▸ **TASK DETAILS**:
Scan the records below, and wherever a line has the word "tokens", pull it out.
── GIVEN DATA
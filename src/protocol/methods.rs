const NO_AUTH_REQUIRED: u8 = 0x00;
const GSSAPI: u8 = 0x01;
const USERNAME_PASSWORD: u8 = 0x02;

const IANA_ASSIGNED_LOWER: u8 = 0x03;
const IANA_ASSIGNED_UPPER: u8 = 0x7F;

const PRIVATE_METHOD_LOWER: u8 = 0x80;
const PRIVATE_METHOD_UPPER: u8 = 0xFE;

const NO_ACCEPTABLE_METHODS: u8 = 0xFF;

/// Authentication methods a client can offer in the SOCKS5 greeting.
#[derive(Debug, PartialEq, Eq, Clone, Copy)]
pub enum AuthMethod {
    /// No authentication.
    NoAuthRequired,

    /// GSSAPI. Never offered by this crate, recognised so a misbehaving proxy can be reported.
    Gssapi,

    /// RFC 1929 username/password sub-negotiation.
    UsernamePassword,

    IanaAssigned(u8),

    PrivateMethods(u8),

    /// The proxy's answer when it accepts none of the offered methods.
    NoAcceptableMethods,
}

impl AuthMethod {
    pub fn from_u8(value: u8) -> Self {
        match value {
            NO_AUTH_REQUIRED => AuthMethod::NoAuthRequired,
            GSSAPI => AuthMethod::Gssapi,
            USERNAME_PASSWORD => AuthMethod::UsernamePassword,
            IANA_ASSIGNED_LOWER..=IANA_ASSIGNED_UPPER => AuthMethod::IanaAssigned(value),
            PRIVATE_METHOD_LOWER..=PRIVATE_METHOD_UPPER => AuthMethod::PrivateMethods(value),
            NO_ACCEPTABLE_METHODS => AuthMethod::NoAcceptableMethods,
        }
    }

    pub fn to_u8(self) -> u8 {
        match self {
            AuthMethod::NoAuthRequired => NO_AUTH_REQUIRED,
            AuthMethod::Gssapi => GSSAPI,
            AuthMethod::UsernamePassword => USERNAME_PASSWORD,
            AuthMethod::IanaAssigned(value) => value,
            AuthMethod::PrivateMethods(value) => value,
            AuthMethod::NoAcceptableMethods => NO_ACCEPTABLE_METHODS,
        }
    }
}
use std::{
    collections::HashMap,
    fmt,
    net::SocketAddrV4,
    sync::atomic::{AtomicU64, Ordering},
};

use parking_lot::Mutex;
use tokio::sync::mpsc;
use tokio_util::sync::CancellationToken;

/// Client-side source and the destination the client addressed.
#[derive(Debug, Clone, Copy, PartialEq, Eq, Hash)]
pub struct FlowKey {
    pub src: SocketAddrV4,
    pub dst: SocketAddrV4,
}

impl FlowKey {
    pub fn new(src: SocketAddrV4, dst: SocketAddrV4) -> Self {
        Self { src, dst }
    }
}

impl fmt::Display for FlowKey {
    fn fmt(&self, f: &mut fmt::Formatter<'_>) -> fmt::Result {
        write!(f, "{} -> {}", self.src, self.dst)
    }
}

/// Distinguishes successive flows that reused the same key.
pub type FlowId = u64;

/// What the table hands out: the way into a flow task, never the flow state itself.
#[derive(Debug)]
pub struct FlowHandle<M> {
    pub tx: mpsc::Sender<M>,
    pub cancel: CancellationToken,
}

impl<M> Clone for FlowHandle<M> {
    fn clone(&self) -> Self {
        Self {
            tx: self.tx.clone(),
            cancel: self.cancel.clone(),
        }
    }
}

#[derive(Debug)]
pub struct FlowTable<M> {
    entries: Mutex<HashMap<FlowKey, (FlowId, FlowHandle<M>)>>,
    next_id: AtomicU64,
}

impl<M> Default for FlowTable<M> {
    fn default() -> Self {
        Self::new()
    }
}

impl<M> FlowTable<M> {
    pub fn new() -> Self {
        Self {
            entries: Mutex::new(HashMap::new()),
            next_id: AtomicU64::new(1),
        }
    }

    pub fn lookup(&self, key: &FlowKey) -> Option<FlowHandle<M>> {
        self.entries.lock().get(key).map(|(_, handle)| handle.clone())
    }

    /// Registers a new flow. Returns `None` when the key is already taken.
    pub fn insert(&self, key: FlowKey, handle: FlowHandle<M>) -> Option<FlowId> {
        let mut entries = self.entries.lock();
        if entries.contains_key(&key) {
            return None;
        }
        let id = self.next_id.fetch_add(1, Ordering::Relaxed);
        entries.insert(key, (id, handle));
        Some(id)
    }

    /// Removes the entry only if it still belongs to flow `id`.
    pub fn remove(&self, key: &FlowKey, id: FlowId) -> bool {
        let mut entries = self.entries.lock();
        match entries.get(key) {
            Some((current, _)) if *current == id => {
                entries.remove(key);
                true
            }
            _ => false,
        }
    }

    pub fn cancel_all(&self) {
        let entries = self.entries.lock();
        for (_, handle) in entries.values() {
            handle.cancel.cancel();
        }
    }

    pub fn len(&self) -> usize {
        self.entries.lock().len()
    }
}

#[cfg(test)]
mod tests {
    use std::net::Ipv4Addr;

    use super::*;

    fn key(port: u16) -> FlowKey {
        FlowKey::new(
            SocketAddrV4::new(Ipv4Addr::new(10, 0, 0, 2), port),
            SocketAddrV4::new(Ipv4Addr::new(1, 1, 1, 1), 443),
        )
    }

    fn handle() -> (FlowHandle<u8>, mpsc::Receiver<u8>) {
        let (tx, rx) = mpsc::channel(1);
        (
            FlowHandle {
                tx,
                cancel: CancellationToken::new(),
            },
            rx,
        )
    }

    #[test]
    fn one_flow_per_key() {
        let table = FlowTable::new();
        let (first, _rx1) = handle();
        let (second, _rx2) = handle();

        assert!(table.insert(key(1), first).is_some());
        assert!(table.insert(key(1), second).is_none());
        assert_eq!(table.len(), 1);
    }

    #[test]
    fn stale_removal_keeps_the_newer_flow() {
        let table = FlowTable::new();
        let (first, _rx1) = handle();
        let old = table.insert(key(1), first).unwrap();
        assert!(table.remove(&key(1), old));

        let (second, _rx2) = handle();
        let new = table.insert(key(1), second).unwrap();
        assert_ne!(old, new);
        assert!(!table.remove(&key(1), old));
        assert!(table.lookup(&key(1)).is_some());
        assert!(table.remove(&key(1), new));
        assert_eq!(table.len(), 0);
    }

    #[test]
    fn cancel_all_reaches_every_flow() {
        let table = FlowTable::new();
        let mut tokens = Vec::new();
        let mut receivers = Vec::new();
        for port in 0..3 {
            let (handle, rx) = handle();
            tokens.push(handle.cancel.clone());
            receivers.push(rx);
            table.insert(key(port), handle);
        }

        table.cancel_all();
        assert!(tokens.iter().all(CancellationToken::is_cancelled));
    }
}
────
▸ **SOLVED EXERCISE**:
        let mut tokens = Vec::new();
            tokens.push(handle.cancel.clone());
        assert!(tokens.iter().all(CancellationToken::is_cancelled));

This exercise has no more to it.